KB: It's true. We still don't do any technical skills assessment. There is probably some technical skills assessment that happens as you're a medical student. If there really is some phenomenal failure of your potential to be a surgeon, it would come out in your letters. But beyond that, it's also likely that we can train most people to be a competent surgeon. Some surgeries require really gifted technical skills, and a large number of other surgeries are much less complicated. I think people self-select once they're in residency. If you don't have the skills, you're not going to do hepatobiliary surgery. You're going to go do something more straightforward.
RW: Sometimes when I speak, I'll show Birkmeyer's videos of the good example and the bad example. The question is always: Can that bad example person be trained to be at least good enough?
KB: Yes, again we are pretty early in this, but we believe that we can get those people to improve—to be competent enough to do those surgeries safely.
RW: What does the training of surgeons and the measurement of surgical quality look like 10 years from now?

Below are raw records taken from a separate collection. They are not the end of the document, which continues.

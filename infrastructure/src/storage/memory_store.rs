//! In-memory session store

use super::validate_key;
use crate::config::DEFAULT_QUOTA_BYTES;
use resolver_application::{SessionStore, StorageError};
use serde_json::Value;
use std::collections::HashMap;
use std::sync::atomic::{AtomicBool, Ordering};
use std::sync::{PoisonError, RwLock};
use tracing::debug;

/// Process-local store with the same quota semantics as the file store.
///
/// Payloads are kept serialized so quota accounting matches what would be
/// written to disk.
#[derive(Debug)]
pub struct InMemorySessionStore {
    entries: RwLock<HashMap<String, String>>,
    quota_bytes: u64,
    available: AtomicBool,
}

impl Default for InMemorySessionStore {
    fn default() -> Self {
        Self::new()
    }
}

impl InMemorySessionStore {
    pub fn new() -> Self {
        Self {
            entries: RwLock::new(HashMap::new()),
            quota_bytes: DEFAULT_QUOTA_BYTES,
            available: AtomicBool::new(true),
        }
    }

    pub fn with_quota(mut self, quota_bytes: u64) -> Self {
        self.quota_bytes = quota_bytes;
        self
    }

    /// Make every subsequent operation fail with [`StorageError::Unavailable`].
    pub fn set_available(&self, available: bool) {
        self.available.store(available, Ordering::SeqCst);
    }

    /// Plant a raw payload, bypassing validation.
    pub fn insert_raw(&self, key: &str, raw: &str) {
        self.entries
            .write()
            .unwrap_or_else(PoisonError::into_inner)
            .insert(key.to_string(), raw.to_string());
    }

    fn check_available(&self) -> Result<(), StorageError> {
        if self.available.load(Ordering::SeqCst) {
            Ok(())
        } else {
            Err(StorageError::Unavailable(
                "in-memory store disabled".to_string(),
            ))
        }
    }
}

impl SessionStore for InMemorySessionStore {
    fn get(&self, key: &str) -> Result<Option<Value>, StorageError> {
        validate_key(key)?;
        self.check_available()?;

        let entries = self.entries.read().unwrap_or_else(PoisonError::into_inner);
        match entries.get(key) {
            None => Ok(None),
            Some(raw) => serde_json::from_str(raw)
                .map(Some)
                .map_err(|e| StorageError::corrupt(key, e)),
        }
    }

    fn set(&self, key: &str, value: &Value) -> Result<(), StorageError> {
        validate_key(key)?;
        self.check_available()?;

        let payload = value.to_string();
        let mut entries = self.entries.write().unwrap_or_else(PoisonError::into_inner);
        let others: u64 = entries
            .iter()
            .filter(|(k, _)| k.as_str() != key)
            .map(|(_, v)| v.len() as u64)
            .sum();
        let required = others + payload.len() as u64;
        if required > self.quota_bytes {
            return Err(StorageError::QuotaExceeded {
                key: key.to_string(),
                required,
                quota: self.quota_bytes,
            });
        }

        debug!("Stored {} bytes under '{}'", payload.len(), key);
        entries.insert(key.to_string(), payload);
        Ok(())
    }
}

KB: I hope that we can have a transformative moment where we are able to get great data out of the EHR in a standardized fashion across all hospitals in the country and be able to provide really high-quality data. And then to give it back to ourselves to be able to analyze performance and identify opportunities for improvement. Give it to the public so they can assess quality in a way that we all believe in and has good face validity. I would love to see individual surgeon performance measures be available to the public as well as transparency around all aspects of hospital care. Patients want detailed data on every type of condition and every type of operation and want to know how their hospital and surgeon do at that specific condition. I would hope that in 10 years we've made considerable progress to getting standardized data to be able to provide that. Right now, it's simply a data abstraction and an analysis issue. If we can get that data in a more systematic fashion out of the EHRs, we will be able to provide good information.